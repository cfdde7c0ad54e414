// system-tests/tests/helpers/mod.rs
// ============================================================================
// Module: System Test Helpers
// Description: Shared helpers for directory system-tests.
// Purpose: Provide client construction and artifact utilities.
// Dependencies: system-tests, user-directory-client
// ============================================================================

//! ## Overview
//! Shared helpers for directory system-tests.
//! Invariants:
//! - Clients are built only from validated system-test configuration.
//! - Artifacts are written under a per-test run root.

#![allow(dead_code, reason = "Shared helpers are reused across multiple test suites.")]

pub mod artifacts;
pub mod harness;
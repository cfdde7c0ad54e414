// crates/user-directory-client/src/audit.rs
// ============================================================================
// Module: Directory Audit Logging
// Description: Structured audit events for directory requests.
// Purpose: Emit one JSON-lines record per request without hard dependencies.
// Dependencies: serde, serde_json
// ============================================================================

//! ## Overview
//! Every directory request produces a [`DirectoryAuditEvent`] describing the
//! operation, target path, status, outcome, and latency. Sinks decide where
//! the event goes: stderr, an append-only file, or nowhere.
//! Request and response bodies are never logged.

// ============================================================================
// SECTION: Imports
// ============================================================================

use std::fs::OpenOptions;
use std::io;
use std::io::Write;
use std::path::Path;
use std::sync::Mutex;
use std::time::SystemTime;
use std::time::UNIX_EPOCH;

use serde::Serialize;

// ============================================================================
// SECTION: Labels
// ============================================================================

/// Logical directory operation behind a request.
#[derive(Debug, Clone, Copy, PartialEq, Eq, Serialize)]
#[serde(rename_all = "snake_case")]
pub enum DirectoryOperation {
    /// List every user.
    ListUsers,
    /// Fetch a single user by reference.
    GetUser,
    /// Submit a new user.
    CreateUser,
}

/// Request outcome classification.
#[derive(Debug, Clone, Copy, PartialEq, Eq, Serialize)]
#[serde(rename_all = "snake_case")]
pub enum RequestOutcome {
    /// 2xx with a decodable body.
    Ok,
    /// Any failure.
    Error,
}

// ============================================================================
// SECTION: Types
// ============================================================================

/// Directory request audit event payload.
#[derive(Debug, Clone, Serialize)]
pub struct DirectoryAuditEvent {
    /// Event identifier.
    pub event: &'static str,
    /// Event timestamp (milliseconds since epoch).
    pub timestamp_ms: u128,
    /// Logical operation.
    pub operation: DirectoryOperation,
    /// HTTP method.
    pub method: String,
    /// Request path (no query, no host).
    pub path: String,
    /// HTTP status when a response was received.
    pub status: Option<u16>,
    /// Request outcome.
    pub outcome: RequestOutcome,
    /// Error kind label when the request failed.
    pub error_kind: Option<&'static str>,
    /// Response body size in bytes.
    pub response_bytes: usize,
    /// Wall-clock latency in milliseconds.
    pub latency_ms: u64,
}

/// Inputs required to construct a directory audit event.
pub struct DirectoryAuditEventParams {
    /// Logical operation.
    pub operation: DirectoryOperation,
    /// HTTP method.
    pub method: String,
    /// Request path.
    pub path: String,
    /// HTTP status when a response was received.
    pub status: Option<u16>,
    /// Request outcome.
    pub outcome: RequestOutcome,
    /// Error kind label when the request failed.
    pub error_kind: Option<&'static str>,
    /// Response body size in bytes.
    pub response_bytes: usize,
    /// Wall-clock latency in milliseconds.
    pub latency_ms: u64,
}

impl DirectoryAuditEvent {
    /// Creates a new audit event with a consistent timestamp.
    #[must_use]
    pub fn new(params: DirectoryAuditEventParams) -> Self {
        let timestamp_ms =
            SystemTime::now().duration_since(UNIX_EPOCH).unwrap_or_default().as_millis();
        Self {
            event: "directory_request",
            timestamp_ms,
            operation: params.operation,
            method: params.method,
            path: params.path,
            status: params.status,
            outcome: params.outcome,
            error_kind: params.error_kind,
            response_bytes: params.response_bytes,
            latency_ms: params.latency_ms,
        }
    }
}

// ============================================================================
// SECTION: Trait
// ============================================================================

/// Audit sink for directory request events.
pub trait DirectoryAuditSink: Send + Sync {
    /// Record an audit event.
    fn record(&self, event: &DirectoryAuditEvent);
}

/// Audit sink that logs JSON lines to stderr.
pub struct DirectoryStderrAuditSink;

impl DirectoryAuditSink for DirectoryStderrAuditSink {
    fn record(&self, event: &DirectoryAuditEvent) {
        if let Ok(payload) = serde_json::to_string(event) {
            let _ = writeln!(std::io::stderr(), "{payload}");
        }
    }
}

/// Audit sink that logs JSON lines to a file.
pub struct DirectoryFileAuditSink {
    /// File handle used for append-only logging.
    file: Mutex<std::fs::File>,
}

impl DirectoryFileAuditSink {
    /// Opens the audit log file in append mode.
    ///
    /// # Errors
    ///
    /// Returns an error if the file cannot be opened.
    pub fn new(path: &Path) -> io::Result<Self> {
        let file = OpenOptions::new().create(true).append(true).open(path)?;
        Ok(Self {
            file: Mutex::new(file),
        })
    }
}

impl DirectoryAuditSink for DirectoryFileAuditSink {
    fn record(&self, event: &DirectoryAuditEvent) {
        if let Ok(payload) = serde_json::to_string(event)
            && let Ok(mut file) = self.file.lock()
        {
            let _ = writeln!(file, "{payload}");
            let _ = file.flush();
        }
    }
}

/// No-op audit sink.
pub struct DirectoryNoopAuditSink;

impl DirectoryAuditSink for DirectoryNoopAuditSink {
    fn record(&self, _event: &DirectoryAuditEvent) {}
}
━━━━━━━━━━
### Work task
Where a line of the records holds the word "Module", copy that line.

### Exercise result
// Module: System Test Helpers
// Module: Directory Audit Logging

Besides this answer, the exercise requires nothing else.